Dataset records
◆ ◆ ◆ ◆ ◆
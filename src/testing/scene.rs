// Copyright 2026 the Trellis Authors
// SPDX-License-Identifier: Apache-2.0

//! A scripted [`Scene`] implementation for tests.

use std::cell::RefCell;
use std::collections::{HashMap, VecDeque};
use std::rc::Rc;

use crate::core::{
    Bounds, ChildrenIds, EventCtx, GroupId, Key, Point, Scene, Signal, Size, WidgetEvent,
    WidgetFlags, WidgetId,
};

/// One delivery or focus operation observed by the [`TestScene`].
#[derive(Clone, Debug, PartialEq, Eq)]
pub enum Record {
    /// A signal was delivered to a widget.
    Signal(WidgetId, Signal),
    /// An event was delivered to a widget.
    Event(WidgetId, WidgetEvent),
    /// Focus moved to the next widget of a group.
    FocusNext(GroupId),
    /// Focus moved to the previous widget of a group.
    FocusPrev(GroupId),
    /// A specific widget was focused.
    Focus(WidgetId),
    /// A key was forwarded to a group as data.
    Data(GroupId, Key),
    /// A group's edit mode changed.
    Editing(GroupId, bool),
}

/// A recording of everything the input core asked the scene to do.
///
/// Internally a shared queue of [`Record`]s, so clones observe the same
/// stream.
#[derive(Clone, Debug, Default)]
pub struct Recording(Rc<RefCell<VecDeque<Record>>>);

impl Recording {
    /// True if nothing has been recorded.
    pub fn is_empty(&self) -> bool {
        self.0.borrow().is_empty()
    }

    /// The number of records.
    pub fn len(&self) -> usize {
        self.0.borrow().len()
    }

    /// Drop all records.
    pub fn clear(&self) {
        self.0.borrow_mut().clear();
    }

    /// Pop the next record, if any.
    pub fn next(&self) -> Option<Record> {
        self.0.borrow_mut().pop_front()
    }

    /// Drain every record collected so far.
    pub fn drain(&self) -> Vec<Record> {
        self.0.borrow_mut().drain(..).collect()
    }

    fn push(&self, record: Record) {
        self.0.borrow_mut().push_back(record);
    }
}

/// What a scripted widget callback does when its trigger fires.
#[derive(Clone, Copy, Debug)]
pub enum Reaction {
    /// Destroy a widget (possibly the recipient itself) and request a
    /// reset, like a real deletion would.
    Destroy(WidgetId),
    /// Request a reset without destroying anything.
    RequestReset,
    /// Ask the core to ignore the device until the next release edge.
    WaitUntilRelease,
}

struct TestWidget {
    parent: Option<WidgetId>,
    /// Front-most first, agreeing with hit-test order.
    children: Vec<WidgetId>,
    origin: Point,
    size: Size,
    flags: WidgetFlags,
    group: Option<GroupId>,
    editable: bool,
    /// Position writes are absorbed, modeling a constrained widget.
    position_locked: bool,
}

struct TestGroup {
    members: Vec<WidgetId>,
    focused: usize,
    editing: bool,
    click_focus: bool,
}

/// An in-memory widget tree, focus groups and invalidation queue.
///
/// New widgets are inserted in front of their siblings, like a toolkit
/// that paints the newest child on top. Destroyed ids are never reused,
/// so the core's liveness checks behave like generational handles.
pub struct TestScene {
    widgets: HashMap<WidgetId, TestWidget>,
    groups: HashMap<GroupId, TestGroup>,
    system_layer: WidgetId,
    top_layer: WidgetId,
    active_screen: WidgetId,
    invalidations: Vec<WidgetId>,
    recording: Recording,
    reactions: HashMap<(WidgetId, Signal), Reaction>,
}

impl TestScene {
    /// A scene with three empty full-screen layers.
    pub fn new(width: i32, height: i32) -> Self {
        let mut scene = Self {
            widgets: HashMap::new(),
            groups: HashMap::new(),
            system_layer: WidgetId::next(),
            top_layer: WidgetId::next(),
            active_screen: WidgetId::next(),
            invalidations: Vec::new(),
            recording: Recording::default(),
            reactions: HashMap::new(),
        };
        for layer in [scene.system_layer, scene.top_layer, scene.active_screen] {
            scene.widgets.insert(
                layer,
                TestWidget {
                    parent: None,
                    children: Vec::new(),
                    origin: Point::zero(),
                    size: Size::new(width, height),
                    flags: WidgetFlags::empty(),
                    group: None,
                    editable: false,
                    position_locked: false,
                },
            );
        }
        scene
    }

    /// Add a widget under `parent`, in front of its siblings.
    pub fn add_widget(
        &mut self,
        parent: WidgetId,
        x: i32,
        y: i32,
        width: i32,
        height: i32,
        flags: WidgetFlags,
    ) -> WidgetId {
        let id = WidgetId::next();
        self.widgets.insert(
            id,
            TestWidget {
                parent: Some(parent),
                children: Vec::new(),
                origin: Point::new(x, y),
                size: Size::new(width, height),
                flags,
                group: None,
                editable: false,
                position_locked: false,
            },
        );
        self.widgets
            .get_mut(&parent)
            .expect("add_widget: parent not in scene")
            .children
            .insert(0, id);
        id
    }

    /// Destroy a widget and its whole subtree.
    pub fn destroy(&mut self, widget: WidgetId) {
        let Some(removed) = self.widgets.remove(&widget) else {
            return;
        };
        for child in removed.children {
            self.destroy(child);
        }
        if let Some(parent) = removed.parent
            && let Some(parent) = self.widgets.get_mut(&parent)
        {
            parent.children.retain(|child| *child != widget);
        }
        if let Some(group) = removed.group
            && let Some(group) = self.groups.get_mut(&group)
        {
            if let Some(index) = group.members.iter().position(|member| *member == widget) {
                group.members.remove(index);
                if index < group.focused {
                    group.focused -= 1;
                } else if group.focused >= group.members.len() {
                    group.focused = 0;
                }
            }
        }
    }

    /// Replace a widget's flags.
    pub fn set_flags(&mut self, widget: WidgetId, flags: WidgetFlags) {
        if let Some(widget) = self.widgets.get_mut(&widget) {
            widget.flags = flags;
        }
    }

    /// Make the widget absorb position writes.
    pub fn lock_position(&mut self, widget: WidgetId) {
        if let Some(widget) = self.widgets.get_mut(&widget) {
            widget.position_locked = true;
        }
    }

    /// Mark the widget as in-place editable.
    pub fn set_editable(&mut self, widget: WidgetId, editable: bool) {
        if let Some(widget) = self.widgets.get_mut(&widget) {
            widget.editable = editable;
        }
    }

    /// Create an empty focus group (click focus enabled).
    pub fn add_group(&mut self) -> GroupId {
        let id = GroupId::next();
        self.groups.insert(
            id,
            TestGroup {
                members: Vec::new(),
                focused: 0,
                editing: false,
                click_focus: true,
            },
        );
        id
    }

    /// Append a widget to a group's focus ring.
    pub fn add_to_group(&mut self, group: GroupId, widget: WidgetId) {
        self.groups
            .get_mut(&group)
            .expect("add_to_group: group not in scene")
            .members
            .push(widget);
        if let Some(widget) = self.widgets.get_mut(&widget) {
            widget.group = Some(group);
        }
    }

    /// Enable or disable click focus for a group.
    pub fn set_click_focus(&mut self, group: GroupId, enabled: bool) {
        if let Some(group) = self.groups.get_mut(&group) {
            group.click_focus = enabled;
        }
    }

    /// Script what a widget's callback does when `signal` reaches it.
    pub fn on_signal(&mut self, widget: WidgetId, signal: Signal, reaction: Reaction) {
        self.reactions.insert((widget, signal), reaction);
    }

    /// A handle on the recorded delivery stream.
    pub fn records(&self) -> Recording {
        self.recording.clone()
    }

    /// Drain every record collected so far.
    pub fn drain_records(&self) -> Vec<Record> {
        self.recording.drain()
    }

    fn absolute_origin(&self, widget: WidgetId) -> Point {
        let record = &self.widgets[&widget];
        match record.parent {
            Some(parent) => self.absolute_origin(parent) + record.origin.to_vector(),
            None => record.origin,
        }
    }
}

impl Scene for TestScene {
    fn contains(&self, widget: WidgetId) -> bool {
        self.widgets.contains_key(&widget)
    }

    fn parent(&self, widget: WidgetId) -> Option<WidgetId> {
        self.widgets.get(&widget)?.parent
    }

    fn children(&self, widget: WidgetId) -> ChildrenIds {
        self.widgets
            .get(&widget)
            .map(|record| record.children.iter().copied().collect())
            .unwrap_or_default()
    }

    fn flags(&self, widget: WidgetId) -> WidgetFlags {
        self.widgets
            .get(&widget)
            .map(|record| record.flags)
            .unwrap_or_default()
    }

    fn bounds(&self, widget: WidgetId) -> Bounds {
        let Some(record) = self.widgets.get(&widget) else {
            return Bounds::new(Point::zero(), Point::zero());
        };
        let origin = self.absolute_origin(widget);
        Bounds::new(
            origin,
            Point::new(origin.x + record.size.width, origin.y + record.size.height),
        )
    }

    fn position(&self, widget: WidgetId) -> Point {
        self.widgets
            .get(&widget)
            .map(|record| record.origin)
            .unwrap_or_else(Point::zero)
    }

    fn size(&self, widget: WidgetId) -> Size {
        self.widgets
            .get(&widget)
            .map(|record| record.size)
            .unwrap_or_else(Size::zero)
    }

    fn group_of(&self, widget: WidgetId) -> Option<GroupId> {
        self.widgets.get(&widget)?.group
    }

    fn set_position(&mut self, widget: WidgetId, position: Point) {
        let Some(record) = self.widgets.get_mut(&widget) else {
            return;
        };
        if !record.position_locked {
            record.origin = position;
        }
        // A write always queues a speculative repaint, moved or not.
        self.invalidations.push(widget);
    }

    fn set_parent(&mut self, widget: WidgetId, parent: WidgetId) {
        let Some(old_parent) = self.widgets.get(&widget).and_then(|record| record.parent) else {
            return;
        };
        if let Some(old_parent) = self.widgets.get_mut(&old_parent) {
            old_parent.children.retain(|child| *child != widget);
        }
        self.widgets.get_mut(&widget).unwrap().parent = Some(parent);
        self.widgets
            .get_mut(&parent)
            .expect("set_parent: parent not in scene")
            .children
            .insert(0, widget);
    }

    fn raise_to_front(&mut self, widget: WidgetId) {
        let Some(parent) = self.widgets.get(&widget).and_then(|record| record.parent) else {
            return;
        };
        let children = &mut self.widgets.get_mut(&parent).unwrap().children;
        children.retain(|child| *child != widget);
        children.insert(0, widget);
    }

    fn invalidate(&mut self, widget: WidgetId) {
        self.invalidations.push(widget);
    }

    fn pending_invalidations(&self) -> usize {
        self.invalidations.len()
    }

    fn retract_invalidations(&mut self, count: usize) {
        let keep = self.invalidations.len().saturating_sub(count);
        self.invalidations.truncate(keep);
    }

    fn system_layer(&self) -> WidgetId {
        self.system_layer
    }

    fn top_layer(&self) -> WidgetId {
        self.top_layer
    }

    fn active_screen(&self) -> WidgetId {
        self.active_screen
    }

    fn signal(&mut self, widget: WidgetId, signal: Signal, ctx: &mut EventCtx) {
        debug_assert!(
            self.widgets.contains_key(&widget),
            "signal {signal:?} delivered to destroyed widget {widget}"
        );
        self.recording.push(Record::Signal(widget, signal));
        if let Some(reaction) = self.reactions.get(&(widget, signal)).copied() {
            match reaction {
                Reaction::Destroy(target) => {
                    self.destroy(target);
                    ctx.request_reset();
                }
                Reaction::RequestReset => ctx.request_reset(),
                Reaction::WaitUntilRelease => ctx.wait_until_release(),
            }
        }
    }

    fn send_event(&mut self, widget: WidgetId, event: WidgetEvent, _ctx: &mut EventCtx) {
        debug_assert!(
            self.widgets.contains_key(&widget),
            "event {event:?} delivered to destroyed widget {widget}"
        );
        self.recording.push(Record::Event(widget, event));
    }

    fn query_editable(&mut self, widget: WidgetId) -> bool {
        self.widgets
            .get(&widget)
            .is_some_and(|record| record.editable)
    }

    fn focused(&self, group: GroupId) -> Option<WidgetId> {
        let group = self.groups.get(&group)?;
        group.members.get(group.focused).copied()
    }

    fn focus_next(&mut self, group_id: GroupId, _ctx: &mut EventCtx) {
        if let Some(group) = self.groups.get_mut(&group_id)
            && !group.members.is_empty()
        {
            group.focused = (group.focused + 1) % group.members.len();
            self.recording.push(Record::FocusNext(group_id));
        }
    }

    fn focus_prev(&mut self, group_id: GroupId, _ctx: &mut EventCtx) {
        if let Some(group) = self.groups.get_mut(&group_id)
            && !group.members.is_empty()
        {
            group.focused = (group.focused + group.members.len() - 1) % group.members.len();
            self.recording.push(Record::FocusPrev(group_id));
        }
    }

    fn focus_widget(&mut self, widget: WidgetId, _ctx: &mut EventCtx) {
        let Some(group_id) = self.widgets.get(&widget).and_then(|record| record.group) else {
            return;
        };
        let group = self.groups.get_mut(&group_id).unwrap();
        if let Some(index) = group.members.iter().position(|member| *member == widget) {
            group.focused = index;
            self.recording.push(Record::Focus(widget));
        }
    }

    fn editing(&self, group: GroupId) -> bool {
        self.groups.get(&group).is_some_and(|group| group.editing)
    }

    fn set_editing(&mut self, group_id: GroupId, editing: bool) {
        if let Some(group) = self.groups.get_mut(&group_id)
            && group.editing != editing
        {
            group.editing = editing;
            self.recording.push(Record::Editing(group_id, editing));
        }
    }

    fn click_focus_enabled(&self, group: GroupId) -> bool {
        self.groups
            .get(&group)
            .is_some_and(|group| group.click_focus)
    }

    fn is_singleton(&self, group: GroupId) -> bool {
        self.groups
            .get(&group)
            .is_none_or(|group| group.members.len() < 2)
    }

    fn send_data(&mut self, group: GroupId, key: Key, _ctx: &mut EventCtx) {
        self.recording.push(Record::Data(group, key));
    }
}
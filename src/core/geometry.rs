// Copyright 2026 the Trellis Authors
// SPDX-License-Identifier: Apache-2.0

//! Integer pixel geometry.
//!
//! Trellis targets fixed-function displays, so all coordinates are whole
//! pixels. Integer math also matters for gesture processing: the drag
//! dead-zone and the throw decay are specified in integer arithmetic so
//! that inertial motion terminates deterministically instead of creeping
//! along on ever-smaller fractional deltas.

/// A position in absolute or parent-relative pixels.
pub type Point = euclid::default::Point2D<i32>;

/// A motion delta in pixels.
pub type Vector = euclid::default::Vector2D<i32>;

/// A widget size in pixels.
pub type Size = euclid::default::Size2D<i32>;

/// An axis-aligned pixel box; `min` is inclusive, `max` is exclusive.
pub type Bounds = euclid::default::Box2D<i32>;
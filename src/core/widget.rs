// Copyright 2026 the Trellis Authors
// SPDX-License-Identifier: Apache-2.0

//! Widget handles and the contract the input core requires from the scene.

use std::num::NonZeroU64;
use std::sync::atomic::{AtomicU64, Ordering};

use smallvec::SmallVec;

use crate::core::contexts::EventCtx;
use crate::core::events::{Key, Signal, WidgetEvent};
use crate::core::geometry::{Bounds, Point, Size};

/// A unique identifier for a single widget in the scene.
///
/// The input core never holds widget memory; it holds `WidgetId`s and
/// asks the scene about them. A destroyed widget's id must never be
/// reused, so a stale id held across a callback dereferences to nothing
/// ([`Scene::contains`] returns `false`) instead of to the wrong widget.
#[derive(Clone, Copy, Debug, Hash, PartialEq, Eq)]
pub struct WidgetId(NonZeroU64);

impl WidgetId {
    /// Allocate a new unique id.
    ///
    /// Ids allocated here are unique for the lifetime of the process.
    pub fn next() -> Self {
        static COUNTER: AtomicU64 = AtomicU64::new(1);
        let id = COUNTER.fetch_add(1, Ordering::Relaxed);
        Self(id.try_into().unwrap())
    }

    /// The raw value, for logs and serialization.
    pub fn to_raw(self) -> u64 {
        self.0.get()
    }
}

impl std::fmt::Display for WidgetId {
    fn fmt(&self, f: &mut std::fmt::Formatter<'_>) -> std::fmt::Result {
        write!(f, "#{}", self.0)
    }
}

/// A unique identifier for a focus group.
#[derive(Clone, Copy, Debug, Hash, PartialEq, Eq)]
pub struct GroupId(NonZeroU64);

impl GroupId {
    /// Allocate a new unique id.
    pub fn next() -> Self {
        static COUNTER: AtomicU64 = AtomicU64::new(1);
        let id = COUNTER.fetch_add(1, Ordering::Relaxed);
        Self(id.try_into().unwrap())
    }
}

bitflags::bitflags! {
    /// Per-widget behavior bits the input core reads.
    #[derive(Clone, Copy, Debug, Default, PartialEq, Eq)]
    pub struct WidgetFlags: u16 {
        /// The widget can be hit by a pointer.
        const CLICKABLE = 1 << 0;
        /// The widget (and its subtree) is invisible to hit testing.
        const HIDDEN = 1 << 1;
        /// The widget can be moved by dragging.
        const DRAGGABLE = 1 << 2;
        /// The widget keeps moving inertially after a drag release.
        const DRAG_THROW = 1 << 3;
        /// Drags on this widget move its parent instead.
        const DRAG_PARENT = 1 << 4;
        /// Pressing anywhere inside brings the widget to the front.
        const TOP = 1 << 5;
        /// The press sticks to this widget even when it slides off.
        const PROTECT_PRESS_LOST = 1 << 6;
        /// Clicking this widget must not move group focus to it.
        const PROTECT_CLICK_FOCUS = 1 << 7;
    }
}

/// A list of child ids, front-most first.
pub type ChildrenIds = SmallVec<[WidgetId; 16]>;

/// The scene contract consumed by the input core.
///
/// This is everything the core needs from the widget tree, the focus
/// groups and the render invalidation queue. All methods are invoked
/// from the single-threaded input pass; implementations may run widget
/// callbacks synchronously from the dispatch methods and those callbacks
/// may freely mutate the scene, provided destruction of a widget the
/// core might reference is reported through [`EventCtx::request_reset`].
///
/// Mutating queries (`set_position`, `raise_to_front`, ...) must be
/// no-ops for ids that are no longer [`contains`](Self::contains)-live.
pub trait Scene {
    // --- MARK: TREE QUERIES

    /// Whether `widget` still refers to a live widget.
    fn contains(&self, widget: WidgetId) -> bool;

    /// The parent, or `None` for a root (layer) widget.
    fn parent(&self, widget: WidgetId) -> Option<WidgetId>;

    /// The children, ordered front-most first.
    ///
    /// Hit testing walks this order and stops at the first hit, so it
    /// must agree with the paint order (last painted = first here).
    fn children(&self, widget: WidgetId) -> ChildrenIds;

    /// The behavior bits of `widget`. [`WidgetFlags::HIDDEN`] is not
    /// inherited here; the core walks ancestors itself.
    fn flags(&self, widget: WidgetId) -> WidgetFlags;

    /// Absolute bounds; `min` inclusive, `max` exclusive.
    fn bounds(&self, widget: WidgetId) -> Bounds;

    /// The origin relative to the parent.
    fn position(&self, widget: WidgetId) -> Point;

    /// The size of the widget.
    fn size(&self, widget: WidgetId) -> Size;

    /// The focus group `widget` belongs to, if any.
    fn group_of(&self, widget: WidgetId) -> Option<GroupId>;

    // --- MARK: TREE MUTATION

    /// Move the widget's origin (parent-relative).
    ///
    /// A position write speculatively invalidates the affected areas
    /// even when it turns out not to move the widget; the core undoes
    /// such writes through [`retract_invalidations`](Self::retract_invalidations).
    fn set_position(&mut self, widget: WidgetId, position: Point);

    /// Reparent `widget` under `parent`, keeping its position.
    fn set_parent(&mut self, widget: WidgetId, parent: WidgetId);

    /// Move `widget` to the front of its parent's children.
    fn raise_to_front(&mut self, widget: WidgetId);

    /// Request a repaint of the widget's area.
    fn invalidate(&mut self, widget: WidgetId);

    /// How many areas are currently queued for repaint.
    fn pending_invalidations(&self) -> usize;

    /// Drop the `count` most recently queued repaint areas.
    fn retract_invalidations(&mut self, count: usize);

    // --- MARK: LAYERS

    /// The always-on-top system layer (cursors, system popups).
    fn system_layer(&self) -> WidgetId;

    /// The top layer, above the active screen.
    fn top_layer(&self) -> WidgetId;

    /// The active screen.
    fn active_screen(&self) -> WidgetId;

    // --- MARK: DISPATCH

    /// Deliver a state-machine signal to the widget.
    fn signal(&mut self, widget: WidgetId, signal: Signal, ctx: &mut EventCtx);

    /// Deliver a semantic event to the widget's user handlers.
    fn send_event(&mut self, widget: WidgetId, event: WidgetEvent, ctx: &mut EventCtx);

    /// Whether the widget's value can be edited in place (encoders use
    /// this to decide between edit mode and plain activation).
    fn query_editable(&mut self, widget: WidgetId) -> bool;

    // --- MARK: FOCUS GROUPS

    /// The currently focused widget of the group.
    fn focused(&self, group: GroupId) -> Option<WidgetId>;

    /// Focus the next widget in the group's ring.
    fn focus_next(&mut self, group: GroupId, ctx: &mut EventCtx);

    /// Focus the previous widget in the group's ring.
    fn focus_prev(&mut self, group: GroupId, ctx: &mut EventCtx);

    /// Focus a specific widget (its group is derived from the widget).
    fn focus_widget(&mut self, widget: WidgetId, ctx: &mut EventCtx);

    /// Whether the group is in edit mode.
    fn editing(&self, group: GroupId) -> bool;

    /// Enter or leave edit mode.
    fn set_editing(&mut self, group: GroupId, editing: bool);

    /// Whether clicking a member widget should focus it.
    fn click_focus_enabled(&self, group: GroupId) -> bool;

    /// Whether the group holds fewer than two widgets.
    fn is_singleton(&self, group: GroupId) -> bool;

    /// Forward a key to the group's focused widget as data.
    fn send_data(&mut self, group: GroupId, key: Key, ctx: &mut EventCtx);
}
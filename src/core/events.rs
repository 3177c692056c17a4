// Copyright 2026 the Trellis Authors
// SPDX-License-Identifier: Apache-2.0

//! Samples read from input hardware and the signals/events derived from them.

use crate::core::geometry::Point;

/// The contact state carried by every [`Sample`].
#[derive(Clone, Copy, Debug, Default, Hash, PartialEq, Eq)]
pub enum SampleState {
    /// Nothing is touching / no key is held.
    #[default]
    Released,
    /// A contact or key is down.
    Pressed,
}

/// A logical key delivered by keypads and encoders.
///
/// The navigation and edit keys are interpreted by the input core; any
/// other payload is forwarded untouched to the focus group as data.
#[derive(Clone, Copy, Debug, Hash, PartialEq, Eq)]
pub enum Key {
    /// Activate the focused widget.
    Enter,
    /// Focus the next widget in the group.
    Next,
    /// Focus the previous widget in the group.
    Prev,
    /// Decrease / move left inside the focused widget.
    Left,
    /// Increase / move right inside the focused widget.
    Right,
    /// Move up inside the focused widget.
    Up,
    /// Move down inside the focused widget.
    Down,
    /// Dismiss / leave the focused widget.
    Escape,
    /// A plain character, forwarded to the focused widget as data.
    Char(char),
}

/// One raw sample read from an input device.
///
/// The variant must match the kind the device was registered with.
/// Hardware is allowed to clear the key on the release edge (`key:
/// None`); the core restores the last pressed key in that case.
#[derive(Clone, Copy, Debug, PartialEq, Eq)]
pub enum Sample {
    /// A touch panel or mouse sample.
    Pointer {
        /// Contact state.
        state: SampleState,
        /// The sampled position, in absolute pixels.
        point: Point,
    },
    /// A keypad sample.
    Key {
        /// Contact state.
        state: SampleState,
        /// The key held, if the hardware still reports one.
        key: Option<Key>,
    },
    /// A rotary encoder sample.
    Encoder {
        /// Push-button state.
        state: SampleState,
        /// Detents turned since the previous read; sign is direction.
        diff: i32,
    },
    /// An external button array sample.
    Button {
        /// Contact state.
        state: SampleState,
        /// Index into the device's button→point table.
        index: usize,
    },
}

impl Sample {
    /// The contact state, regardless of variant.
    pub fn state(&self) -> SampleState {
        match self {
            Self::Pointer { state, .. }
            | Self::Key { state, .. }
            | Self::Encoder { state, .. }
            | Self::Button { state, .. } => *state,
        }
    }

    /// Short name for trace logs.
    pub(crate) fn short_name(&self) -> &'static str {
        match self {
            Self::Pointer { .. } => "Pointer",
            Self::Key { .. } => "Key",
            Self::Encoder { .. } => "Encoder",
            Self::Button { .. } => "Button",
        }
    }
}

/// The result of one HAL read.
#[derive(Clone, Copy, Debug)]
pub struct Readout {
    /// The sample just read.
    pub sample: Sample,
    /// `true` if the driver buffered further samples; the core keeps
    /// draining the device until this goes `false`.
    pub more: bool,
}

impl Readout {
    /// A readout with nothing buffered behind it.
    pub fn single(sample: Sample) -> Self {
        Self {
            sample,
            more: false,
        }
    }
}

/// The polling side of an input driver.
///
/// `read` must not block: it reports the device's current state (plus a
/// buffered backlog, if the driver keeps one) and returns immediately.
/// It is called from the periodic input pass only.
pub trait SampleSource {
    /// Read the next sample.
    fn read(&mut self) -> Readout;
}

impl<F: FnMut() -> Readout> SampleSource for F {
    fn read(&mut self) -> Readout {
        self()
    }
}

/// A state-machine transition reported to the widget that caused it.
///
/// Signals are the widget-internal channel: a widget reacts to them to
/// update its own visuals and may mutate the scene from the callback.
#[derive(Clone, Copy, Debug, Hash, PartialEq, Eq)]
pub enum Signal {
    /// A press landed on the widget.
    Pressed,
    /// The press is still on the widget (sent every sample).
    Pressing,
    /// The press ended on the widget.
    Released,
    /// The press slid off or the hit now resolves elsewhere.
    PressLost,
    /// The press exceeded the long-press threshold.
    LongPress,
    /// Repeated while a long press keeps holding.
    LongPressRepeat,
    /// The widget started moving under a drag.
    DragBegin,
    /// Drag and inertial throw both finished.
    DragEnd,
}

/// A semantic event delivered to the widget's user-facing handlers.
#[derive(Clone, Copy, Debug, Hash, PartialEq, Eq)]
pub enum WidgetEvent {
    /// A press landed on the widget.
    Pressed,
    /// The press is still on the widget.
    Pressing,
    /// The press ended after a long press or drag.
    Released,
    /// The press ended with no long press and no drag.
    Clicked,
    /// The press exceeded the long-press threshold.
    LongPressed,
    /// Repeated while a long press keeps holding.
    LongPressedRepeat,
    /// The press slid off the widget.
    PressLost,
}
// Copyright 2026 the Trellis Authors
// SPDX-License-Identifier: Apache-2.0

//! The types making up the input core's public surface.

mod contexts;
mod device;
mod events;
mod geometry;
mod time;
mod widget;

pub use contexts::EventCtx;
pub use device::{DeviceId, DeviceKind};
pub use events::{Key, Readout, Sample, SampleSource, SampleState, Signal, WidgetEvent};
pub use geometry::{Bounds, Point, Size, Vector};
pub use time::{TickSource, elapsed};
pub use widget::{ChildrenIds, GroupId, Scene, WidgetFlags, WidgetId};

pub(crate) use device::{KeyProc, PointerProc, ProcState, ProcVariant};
◆ ◆ ◆ ◆ ◆
Would you print, exactly as written, every line above from the one holding "size in pixels." through the one holding "the wrong widget.", with both included and no other lines?

◆ **RESPONSE TO THIS EXERCISE**
/// A widget size in pixels.
pub type Size = euclid::default::Size2D<i32>;

/// An axis-aligned pixel box; `min` is inclusive, `max` is exclusive.
pub type Bounds = euclid::default::Box2D<i32>;
filename src/core/widget.rs
// Copyright 2026 the Trellis Authors
// SPDX-License-Identifier: Apache-2.0

//! Widget handles and the contract the input core requires from the scene.

use std::num::NonZeroU64;
use std::sync::atomic::{AtomicU64, Ordering};

use smallvec::SmallVec;

use crate::core::contexts::EventCtx;
use crate::core::events::{Key, Signal, WidgetEvent};
use crate::core::geometry::{Bounds, Point, Size};

/// A unique identifier for a single widget in the scene.
///
/// The input core never holds widget memory; it holds `WidgetId`s and
/// asks the scene about them. A destroyed widget's id must never be
/// reused, so a stale id held across a callback dereferences to nothing
/// ([`Scene::contains`] returns `false`) instead of to the wrong widget.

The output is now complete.